On ne peut donc pas en vouloir aux Chinois, qui sont plein de bon sens et qui ne cherchent pas, dans un premier temps, à prendre le contrôle de notre pays. Loin de là, il y a peut-être même (soyons romantiques) pour certain une sympathie pour la France dans leur choix. Mais lorsque vous avez 10 appartements, 1000 hectares, un château et 3 hôtels en France, il s’agit maintenant de faire fructifier ses acquisitions… Et le but n’est pas de rendre des services aux Français… mécaniquement, la France devient alors la vache à lait de grandes fortunes étrangères.

La Faute à une faille juridique avec la SAFER ? Et mon œil !

Et il faudra un jour arrêter de se cacher derrière la SAFER, qui n’est pas censé s’occuper de géopolitique tout de même…

A chaque fois, on voit les spécialistes et les journaliste nous parler de la SAFER et des failles juridiques que d’infâmes petits malins exploitent. Si le problème était si peu de chose, une loi suffirait et la chose serait réglée. Mais c’est bien toute un système de pensé, toute une idéologie européiste de concurrence généralisée et de dérégulation qui est derrière. Les Traités européens imposent cette idéologie aux élites française qui se vautrent toujours plus dans l’obéissance jusqu’à ne même pas vouloir contrôler les mouvements de capitaux dans leur pays. La sortie de l’Union européenne sera aussi la sortie de cette corruption des élites françaises qui se méfient et n’aime décidément plus le peuple français.

Lorsque des puissances étrangères rachètent la France, c’est au gouvernement de contrôler les mouvements de capitaux au frontières, pas à la SAFER, qui est un organisme dont la vocation est d’organiser la vente et le rachat des parcelles pour les paysans du cru. Est-ce si compliqué de rappeler à nos dirigeants que diriger ne consiste pas à donner le gouvernail à la Commission européenne non élue et se moquant bien de la France ?

Pour rétablir le contrôle des mouvements de capitaux, il faut sortir de l’Union européenne. Donc… on a honte à devoir le redire encore et encore, il faut adhérer à l’UPR et voter massivement pour elle. La souveraineté nationale ne nécessite pas des débats, mais un combat. A savoir l’éternel combat d’une libération nationale.

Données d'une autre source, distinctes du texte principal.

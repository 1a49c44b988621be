//! Message entity models and DTOs.

use inbox_core::types::{DbId, Timestamp};
use serde::{Deserialize, Serialize};
use sqlx::FromRow;

/// A row from the `messages` table.
///
/// A message is visible to read APIs only when `send_at <= now`,
/// `is_hidden = false`, `is_logged = true`, and `deleted_at IS NULL`.
/// Messages are soft-deleted, never removed from the primary read path.
#[derive(Debug, Clone, FromRow, Serialize)]
pub struct Message {
    pub id: DbId,
    pub user_id: DbId,

    /// Identifies which message-group template this message instantiates.
    pub key: String,

    pub subject: String,
    pub body: String,

    /// Optional structured payload forwarded to the push medium.
    pub data: Option<serde_json::Value>,

    /// Messages are invisible (and not fanned out) until this is due.
    pub send_at: Timestamp,

    pub is_read: bool,
    pub read_at: Option<Timestamp>,

    /// Hidden messages never surface in the inbox but still fan out
    /// (e.g. silent data pushes).
    pub is_hidden: bool,

    /// Set once fan-out logging for the message is complete.
    pub is_logged: bool,

    pub created_at: Timestamp,
    pub updated_at: Timestamp,
    pub deleted_at: Option<Timestamp>,
}

/// DTO for creating a message.
#[derive(Debug, Clone, Deserialize)]
pub struct CreateMessage {
    pub user_id: DbId,
    pub key: String,
    pub subject: String,
    pub body: String,
    pub data: Option<serde_json::Value>,
    /// Defaults to now (immediately due).
    pub send_at: Option<Timestamp>,
    /// Defaults to `false`.
    pub is_hidden: Option<bool>,
}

Et seul le peuple peut libérer son pays.

 

Mathias Masclet

UPR Auvergne

 

(1) L’absence de contrôle des mouvements de capitaux est assuré par l’article 63 du Traité sur le Fonctionnement de l’Union Européenne (Traité de Lisbonne) :

Article 63

(ex-article 56 TCE)

1. Dans le cadre des dispositions du présent chapitre, toutes les restrictions aux mouvements de capitaux entre les États membres et entre les États membres et les pays tiers sont interdites.

2. Dans le cadre des dispositions du présent chapitre, toutes les restrictions aux paiements entre les États membres et entre les États membres et les pays tiers sont interdites.